## WHAT THE TASK REQUIRES
Here are the records. Write out exactly the lines between the one holding "Resend REST endpoint" and the one holding "pub enum MailError", inclusive.

━━━━━━━━━━━━━━━━━━━━

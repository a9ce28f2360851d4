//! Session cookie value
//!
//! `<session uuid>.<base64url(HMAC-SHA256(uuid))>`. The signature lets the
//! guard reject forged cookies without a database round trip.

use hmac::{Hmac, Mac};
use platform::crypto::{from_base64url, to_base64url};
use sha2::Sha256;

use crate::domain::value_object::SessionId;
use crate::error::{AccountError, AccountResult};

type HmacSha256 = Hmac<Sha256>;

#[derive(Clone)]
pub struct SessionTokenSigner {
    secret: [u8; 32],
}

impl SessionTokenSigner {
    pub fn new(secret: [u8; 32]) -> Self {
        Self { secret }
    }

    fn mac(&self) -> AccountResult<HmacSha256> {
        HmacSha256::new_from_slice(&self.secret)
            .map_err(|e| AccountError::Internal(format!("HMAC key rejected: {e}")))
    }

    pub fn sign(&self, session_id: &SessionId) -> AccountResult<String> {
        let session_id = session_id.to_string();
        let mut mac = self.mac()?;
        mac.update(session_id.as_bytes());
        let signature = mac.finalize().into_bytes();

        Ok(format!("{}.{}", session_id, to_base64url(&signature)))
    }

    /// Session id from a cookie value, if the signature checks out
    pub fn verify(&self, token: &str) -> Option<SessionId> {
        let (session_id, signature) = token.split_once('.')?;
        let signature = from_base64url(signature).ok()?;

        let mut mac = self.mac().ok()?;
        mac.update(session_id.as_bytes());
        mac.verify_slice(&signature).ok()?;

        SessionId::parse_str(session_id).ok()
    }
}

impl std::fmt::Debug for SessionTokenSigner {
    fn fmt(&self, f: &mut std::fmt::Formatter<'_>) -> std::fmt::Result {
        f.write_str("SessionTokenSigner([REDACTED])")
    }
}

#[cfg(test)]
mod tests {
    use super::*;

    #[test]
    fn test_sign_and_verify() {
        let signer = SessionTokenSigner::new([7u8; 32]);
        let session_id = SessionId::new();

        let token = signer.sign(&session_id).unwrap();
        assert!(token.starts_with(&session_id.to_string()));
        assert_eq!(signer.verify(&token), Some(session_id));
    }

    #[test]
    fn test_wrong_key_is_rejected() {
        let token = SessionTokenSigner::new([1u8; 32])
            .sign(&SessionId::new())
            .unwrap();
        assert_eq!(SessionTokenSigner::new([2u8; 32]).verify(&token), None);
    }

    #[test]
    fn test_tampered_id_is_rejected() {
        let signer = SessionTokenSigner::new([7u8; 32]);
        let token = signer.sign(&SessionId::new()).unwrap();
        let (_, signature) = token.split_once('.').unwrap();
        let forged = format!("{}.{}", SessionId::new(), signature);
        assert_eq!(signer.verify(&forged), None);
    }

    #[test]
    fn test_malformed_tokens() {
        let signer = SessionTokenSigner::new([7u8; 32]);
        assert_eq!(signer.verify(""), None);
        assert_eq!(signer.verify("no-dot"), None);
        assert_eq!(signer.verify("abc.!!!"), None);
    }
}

━━━━━━━━━━━━━━━━━━━━

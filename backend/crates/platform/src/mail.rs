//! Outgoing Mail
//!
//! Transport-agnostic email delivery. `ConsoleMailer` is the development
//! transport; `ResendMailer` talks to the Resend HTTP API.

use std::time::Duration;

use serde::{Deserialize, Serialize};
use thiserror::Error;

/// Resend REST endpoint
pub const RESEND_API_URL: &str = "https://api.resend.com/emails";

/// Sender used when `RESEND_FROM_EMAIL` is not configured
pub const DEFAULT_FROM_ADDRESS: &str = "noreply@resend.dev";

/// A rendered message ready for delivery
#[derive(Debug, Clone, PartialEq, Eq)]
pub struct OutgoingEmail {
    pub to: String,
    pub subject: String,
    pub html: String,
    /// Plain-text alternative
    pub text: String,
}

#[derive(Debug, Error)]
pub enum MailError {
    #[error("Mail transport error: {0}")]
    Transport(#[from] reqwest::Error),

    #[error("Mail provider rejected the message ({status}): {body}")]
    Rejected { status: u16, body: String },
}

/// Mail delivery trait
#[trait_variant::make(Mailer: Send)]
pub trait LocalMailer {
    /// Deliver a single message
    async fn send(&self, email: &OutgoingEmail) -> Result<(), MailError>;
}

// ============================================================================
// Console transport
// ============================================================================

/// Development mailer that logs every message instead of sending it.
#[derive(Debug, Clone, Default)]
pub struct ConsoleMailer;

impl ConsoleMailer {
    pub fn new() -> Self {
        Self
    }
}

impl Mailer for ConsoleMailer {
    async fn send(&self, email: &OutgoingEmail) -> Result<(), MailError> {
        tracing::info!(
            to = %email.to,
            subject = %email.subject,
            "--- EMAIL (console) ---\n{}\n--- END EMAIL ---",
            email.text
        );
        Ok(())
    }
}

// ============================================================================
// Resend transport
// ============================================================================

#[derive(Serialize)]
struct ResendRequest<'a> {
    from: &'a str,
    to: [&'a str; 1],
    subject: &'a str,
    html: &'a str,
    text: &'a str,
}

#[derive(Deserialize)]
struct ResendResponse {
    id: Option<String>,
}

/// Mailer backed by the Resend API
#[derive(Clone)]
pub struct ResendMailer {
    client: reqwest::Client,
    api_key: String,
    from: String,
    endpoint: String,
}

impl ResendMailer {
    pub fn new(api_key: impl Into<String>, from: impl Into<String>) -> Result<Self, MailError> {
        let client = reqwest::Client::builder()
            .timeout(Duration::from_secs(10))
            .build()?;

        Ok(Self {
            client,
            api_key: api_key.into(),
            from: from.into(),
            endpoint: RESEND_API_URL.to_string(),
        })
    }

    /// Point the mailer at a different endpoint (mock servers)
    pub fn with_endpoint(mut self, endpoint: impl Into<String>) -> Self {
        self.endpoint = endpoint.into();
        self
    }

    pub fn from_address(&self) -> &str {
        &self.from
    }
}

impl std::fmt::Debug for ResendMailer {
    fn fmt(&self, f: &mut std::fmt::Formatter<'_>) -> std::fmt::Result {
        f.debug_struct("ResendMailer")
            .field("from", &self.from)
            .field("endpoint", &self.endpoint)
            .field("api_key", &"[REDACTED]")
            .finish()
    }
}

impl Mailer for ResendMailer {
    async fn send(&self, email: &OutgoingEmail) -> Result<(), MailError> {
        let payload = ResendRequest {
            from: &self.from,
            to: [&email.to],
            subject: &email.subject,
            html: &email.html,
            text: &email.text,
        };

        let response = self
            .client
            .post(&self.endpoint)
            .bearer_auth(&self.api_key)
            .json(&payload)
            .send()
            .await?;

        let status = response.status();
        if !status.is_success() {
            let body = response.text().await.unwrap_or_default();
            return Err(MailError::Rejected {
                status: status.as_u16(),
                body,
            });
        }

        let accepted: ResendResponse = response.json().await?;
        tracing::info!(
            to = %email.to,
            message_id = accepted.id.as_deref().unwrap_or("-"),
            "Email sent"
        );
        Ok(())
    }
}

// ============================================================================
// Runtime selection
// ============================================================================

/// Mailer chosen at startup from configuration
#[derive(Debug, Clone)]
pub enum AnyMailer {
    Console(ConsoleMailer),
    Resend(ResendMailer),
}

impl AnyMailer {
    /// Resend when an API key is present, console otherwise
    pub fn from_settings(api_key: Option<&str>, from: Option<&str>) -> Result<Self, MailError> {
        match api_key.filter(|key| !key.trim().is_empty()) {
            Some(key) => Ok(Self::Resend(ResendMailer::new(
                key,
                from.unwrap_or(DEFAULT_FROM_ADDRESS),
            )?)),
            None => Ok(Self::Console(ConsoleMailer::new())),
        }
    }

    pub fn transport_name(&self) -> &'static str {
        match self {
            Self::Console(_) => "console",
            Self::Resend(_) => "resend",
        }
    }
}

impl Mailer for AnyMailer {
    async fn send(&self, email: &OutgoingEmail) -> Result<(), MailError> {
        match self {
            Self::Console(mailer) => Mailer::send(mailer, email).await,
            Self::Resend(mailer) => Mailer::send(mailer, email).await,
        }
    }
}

━━━━━━━━━━━━━━━━━━━━

## COMPLETED EXERCISE
/// Resend REST endpoint
pub const RESEND_API_URL: &str = "https://api.resend.com/emails";

/// Sender used when `RESEND_FROM_EMAIL` is not configured
pub const DEFAULT_FROM_ADDRESS: &str = "noreply@resend.dev";

/// A rendered message ready for delivery
#[derive(Debug, Clone, PartialEq, Eq)]
pub struct OutgoingEmail {
    pub to: String,
    pub subject: String,
    pub html: String,
    /// Plain-text alternative
    pub text: String,
}

#[derive(Debug, Error)]
pub enum MailError {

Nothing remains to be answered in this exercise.